=== Section Start ===

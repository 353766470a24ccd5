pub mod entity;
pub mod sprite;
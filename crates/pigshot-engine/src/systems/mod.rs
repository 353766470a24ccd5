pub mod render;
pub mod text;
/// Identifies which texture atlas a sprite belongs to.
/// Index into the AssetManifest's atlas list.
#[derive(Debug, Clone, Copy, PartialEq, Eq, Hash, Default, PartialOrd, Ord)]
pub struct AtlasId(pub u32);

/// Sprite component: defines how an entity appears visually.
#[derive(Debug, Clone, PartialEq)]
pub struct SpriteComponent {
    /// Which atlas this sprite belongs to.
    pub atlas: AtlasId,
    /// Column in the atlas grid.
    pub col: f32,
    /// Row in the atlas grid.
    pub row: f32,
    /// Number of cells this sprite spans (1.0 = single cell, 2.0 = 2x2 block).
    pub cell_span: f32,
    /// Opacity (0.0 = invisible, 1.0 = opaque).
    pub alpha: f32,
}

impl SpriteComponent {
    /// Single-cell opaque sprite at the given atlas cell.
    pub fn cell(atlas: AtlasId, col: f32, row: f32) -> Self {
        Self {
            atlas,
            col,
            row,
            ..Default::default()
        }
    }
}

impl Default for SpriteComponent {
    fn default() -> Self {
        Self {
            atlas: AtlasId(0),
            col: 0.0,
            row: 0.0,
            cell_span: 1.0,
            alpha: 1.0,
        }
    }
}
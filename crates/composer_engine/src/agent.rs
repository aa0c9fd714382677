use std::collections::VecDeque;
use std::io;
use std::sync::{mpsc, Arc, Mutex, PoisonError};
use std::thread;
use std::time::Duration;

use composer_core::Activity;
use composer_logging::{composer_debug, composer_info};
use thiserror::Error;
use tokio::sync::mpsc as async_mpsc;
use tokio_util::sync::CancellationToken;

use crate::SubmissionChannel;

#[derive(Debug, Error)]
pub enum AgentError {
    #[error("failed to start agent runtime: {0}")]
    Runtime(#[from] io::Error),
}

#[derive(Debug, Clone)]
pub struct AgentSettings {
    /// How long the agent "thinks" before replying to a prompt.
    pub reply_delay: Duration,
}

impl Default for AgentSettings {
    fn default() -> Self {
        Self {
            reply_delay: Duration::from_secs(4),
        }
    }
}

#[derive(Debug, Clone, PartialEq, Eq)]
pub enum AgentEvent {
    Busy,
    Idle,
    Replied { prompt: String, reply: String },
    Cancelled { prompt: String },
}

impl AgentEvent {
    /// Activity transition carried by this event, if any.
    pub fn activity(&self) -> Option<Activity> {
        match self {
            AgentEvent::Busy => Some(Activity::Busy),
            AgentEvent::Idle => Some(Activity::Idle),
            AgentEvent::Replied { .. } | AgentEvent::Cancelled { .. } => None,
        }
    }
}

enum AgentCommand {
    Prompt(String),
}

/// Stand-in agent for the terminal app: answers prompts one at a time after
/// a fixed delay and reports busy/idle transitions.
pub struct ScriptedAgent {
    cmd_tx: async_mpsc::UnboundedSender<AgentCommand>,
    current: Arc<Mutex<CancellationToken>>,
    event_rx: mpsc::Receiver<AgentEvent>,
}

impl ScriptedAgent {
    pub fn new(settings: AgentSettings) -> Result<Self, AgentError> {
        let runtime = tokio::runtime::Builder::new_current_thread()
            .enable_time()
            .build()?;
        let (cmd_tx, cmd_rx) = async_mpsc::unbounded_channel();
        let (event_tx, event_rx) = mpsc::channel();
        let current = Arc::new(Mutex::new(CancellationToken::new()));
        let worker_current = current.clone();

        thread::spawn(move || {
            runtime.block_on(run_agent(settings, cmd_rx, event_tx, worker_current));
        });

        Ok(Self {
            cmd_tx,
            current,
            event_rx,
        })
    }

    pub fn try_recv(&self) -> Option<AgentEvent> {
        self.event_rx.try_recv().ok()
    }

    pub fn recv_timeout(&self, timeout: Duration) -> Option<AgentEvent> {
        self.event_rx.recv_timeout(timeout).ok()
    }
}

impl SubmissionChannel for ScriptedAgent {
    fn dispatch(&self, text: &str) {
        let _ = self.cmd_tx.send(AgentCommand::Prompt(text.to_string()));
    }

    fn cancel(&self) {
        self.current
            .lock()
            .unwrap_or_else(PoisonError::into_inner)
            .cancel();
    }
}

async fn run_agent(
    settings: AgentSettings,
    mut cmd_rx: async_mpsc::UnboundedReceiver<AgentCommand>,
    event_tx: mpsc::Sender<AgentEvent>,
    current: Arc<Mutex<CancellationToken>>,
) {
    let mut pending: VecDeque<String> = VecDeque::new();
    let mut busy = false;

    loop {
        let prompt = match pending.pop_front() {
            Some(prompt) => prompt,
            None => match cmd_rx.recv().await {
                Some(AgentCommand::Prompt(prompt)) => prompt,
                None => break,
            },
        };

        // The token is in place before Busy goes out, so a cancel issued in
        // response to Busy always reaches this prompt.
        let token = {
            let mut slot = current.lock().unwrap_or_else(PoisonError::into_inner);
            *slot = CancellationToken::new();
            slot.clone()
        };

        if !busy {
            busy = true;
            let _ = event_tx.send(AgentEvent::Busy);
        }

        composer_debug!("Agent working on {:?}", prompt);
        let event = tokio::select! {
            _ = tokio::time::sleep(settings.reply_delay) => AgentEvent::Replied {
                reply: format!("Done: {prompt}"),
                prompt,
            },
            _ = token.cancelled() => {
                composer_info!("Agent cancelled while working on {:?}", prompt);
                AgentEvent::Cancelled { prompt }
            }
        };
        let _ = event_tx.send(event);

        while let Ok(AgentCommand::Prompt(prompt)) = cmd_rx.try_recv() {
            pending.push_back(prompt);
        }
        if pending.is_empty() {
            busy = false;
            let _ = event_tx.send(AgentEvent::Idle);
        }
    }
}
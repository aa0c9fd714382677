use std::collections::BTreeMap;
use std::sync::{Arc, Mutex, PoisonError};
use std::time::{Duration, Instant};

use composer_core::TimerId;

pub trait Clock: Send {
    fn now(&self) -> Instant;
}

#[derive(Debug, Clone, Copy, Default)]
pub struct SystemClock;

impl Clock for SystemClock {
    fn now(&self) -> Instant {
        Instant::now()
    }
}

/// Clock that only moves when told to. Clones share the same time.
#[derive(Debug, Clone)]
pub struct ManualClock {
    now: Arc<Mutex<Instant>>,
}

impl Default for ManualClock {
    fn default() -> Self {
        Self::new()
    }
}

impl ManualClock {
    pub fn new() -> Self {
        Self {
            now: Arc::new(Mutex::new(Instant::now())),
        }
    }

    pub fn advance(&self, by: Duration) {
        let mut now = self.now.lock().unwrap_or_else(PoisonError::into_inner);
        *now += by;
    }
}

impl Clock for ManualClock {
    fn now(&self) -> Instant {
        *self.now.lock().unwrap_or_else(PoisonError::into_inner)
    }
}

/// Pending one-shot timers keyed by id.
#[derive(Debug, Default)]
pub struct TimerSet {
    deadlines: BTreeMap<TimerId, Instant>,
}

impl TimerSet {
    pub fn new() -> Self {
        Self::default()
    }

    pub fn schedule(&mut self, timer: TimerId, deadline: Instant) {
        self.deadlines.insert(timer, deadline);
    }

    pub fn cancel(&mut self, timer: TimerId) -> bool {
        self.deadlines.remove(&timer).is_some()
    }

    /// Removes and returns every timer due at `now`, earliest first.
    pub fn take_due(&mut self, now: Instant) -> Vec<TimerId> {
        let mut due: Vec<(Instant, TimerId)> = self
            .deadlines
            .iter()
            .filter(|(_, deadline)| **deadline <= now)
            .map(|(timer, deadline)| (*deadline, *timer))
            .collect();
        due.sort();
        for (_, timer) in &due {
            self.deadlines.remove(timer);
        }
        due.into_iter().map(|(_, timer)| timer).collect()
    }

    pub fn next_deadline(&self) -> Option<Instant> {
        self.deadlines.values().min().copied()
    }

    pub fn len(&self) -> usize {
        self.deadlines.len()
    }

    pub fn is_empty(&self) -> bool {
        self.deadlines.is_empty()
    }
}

=== Section End ===

*Problem requirements*: In the listing, find all lines with the string "AgentSettings" and copy them.

*Answer area*:
pub struct AgentSettings {
impl Default for AgentSettings {
    pub fn new(settings: AgentSettings) -> Result<Self, AgentError> {
    settings: AgentSettings,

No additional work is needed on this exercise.